Joint Task Force Guantanamo judged al Sawah to be a “medium” risk to U.S. troops and recommended him for transfer.
The publicized file may prove a problem for al Sawah on the outside. He became an “exceptional” intelligence source, his file says, which could cause terrorists to seek revenge.
“He has been compliant over the last four years,” the file says. “He continues to be a highly prolific source and has provided invaluable intelligence regarding explosives, al-Qaida, affiliated entities and their activities. If released, detainee will possibly reestablish extremist associations, but is unlikely to do so as his cooperation with the U.S. government may serve to identify detainee as a target for revenge by those associates.”
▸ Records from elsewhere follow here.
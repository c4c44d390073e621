use serde::Deserialize;
use std::path::PathBuf;
use std::time::Duration;

use crate::models::job::{JobKind, JobKindConfig, JobSettings};

#[derive(Debug, Clone, Deserialize)]
pub struct ClientConfig {
    /// Backend base URL (e.g., "https://api.example.com/Prod")
    pub api_base_url: String,

    /// Path of the durable key/value file backing caches and flags
    #[serde(default = "default_store_path")]
    pub store_path: PathBuf,

    /// Status poll interval for outfit generation jobs
    #[serde(default = "default_outfit_poll_interval_ms")]
    pub outfit_poll_interval_ms: u64,

    /// Status poll interval for try-on render jobs
    #[serde(default = "default_try_on_poll_interval_ms")]
    pub try_on_poll_interval_ms: u64,

    /// Wall-clock bound after which an unfinished job is failed with "timeout"
    #[serde(default = "default_job_timeout_secs")]
    pub job_timeout_secs: u64,

    /// Transport timeout for a single HTTP request
    #[serde(default = "default_http_timeout_secs")]
    pub http_timeout_secs: u64,

    /// Region used until the stored profile says otherwise
    #[serde(default = "default_region")]
    pub default_region: String,

    /// Local hour from which the weather forecast targets tomorrow
    #[serde(default = "default_evening_cutoff_hour")]
    pub evening_cutoff_hour: u32,
}

fn default_store_path() -> PathBuf {
    PathBuf::from("coordii-store.json")
}

fn default_outfit_poll_interval_ms() -> u64 {
    2000
}

fn default_try_on_poll_interval_ms() -> u64 {
    3000
}

fn default_job_timeout_secs() -> u64 {
    180
}

fn default_http_timeout_secs() -> u64 {
    30
}

fn default_region() -> String {
    "福岡市博多区".to_string()
}

fn default_evening_cutoff_hour() -> u32 {
    19
}

impl ClientConfig {
    pub fn from_env() -> Result<Self, envy::Error> {
        dotenvy::dotenv().ok();
        envy::from_env()
    }

    /// Config with every optional field at its default.
    pub fn with_base_url(api_base_url: impl Into<String>) -> Self {
        Self {
            api_base_url: api_base_url.into(),
            store_path: default_store_path(),
            outfit_poll_interval_ms: default_outfit_poll_interval_ms(),
            try_on_poll_interval_ms: default_try_on_poll_interval_ms(),
            job_timeout_secs: default_job_timeout_secs(),
            http_timeout_secs: default_http_timeout_secs(),
            default_region: default_region(),
            evening_cutoff_hour: default_evening_cutoff_hour(),
        }
    }

    /// Per-kind polling configuration for the job runner.
    pub fn job_settings(&self) -> JobSettings {
        JobSettings {
            outfit: JobKindConfig {
                kind: JobKind::OutfitGeneration,
                poll_interval: Duration::from_millis(self.outfit_poll_interval_ms),
            },
            try_on: JobKindConfig {
                kind: JobKind::TryOnRender,
                poll_interval: Duration::from_millis(self.try_on_poll_interval_ms),
            },
            timeout: Duration::from_secs(self.job_timeout_secs),
        }
    }

    pub fn http_timeout(&self) -> Duration {
        Duration::from_secs(self.http_timeout_secs)
    }
}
His release brings the prison population, once at more than 700, to 92, including Sept. 11 mastermind Khalid Sheikh Mohammed.
President Obama plans to close the prison and bring whoever is left at Gitmo to an American prison.
House Speaker Paul D. Ryan, Wisconsin Republican, says Mr. Obama would be violating federal law, which prohibits the action.
Meanwhile, The Associated Press reported that a Guantanamo Bay prisoner who protested his indefinite confinement with a lengthy hunger strike has taken the unusual step of turning down a chance to finally leave the U.S. base in Cuba, rejecting an offer to be resettled in an unfamiliar new country.
Muhammad Bawazir, a 35-year-old from Yemen, refused to board a plane as two other prisoners were being flown out for resettlement in the Balkans, his lawyer, John Chandler, said Thursday. Since returning to his homeland was not an option, he insisted on being sent to a country where he has family.
Mr. Chandler said he spent months trying to persuade Bawazir to accept the resettlement in another country he declined to name. But the prisoner, who was 21 when captured in Afghanistan, apparently decided at the last minute he couldn’t do it.
“It’s a country I’d go to in a heartbeat,” the Atlanta-based attorney said. “I can’t help you with the logic of his position. It’s just a very emotional reaction from a man who has been locked up for 14 years.”
⦁ This article is based in part on wire service reports.